Scan the records below for the string "Bathroom" and return every line where it appears.
Content starts
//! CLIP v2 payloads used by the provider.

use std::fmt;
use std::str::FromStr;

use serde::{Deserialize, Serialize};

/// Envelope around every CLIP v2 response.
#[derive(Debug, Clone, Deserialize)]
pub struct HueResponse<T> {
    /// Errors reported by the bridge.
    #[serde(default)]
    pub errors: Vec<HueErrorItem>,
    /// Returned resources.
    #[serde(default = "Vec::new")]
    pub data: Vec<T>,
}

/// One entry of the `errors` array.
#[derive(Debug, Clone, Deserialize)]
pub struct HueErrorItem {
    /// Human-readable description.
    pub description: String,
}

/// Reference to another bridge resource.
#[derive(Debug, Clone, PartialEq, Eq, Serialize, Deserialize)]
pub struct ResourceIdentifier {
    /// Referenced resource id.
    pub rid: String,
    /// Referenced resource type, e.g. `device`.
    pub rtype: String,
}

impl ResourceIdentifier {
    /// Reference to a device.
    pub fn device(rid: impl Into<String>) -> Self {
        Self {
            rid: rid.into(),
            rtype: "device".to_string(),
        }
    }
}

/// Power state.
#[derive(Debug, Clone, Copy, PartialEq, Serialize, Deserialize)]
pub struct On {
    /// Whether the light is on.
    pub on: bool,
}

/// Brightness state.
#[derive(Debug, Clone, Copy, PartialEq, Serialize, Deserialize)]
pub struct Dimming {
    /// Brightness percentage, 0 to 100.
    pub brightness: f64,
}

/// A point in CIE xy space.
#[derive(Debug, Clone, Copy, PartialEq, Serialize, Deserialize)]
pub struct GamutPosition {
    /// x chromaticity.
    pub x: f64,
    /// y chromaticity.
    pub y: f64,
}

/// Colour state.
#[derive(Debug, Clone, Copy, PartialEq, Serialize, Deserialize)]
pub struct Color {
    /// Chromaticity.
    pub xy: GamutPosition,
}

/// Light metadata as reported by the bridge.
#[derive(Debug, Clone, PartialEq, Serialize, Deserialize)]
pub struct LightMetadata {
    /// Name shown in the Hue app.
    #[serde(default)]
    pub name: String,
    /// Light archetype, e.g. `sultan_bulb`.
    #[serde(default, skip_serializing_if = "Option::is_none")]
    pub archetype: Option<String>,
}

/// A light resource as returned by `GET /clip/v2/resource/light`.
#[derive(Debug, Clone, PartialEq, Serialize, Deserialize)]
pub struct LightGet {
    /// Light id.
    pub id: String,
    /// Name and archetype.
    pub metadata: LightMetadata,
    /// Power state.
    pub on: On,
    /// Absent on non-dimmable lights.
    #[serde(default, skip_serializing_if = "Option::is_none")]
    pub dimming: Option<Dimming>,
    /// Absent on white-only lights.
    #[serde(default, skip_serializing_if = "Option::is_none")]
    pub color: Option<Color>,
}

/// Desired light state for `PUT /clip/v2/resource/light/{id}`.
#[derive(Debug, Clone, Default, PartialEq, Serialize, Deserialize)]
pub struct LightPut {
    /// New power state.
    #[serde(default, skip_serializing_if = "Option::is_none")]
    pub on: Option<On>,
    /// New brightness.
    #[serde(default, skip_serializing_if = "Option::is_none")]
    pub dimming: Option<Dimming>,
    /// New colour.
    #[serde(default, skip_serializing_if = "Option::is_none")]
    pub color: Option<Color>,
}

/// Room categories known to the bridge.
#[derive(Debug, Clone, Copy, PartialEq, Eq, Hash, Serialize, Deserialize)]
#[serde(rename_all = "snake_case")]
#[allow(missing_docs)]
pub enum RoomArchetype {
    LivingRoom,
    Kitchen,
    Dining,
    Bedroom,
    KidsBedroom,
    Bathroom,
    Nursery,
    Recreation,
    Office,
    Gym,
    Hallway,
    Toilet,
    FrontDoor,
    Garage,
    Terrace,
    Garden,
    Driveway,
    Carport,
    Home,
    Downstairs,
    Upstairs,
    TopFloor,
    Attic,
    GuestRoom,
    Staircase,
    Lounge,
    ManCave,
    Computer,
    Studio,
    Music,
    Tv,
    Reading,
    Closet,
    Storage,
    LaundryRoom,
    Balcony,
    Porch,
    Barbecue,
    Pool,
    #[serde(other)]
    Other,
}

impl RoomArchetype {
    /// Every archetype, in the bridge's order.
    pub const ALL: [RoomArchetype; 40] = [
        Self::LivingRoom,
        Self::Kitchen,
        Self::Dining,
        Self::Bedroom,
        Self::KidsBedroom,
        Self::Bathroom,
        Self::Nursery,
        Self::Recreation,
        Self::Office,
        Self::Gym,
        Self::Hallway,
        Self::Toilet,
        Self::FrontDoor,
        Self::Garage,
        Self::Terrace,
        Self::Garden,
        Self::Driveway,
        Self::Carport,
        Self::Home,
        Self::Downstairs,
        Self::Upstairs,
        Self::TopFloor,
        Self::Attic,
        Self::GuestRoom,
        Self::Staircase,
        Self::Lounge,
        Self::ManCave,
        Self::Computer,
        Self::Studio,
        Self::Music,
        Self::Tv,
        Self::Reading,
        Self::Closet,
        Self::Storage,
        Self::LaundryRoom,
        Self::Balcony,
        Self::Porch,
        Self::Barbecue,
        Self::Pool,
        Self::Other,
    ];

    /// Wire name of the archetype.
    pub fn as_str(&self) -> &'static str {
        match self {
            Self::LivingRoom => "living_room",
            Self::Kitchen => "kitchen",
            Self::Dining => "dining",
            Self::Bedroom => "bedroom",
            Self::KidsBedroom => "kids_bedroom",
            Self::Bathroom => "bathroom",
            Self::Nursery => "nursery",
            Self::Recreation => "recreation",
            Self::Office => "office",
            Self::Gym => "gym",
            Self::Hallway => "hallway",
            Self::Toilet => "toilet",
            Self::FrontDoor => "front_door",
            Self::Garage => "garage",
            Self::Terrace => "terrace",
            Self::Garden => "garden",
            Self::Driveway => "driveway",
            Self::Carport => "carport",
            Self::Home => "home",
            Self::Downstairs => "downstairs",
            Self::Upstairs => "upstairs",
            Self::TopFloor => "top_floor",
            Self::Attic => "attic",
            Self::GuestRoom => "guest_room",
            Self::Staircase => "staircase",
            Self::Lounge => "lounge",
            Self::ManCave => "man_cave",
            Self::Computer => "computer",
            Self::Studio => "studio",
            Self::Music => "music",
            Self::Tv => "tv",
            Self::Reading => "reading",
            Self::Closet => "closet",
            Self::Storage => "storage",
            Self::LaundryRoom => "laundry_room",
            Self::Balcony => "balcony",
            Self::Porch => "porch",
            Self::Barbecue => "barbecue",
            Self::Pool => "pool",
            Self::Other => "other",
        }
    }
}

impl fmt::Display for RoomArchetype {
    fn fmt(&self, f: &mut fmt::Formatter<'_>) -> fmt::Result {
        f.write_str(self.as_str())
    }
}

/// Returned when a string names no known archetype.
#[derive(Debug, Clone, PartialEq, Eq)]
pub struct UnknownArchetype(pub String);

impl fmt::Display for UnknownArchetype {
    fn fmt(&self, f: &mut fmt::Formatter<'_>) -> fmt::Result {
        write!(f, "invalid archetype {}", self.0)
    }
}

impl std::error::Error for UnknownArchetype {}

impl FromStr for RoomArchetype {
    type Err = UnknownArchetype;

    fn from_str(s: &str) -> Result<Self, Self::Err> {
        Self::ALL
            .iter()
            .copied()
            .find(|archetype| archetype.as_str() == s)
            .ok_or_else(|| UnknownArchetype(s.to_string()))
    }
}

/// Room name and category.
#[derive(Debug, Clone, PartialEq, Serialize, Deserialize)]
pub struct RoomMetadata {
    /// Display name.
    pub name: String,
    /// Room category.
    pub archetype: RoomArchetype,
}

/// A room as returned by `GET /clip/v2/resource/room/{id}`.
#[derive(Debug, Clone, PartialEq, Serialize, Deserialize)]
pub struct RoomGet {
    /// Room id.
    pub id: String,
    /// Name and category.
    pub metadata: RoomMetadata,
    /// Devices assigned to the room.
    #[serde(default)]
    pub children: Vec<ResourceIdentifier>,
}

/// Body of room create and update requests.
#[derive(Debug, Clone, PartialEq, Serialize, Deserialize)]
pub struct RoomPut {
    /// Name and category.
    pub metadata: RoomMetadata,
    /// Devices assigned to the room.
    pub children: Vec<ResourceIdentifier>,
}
Content ends
• Exercise output:
    Bathroom,
        Self::Bathroom,
            Self::Bathroom => "bathroom",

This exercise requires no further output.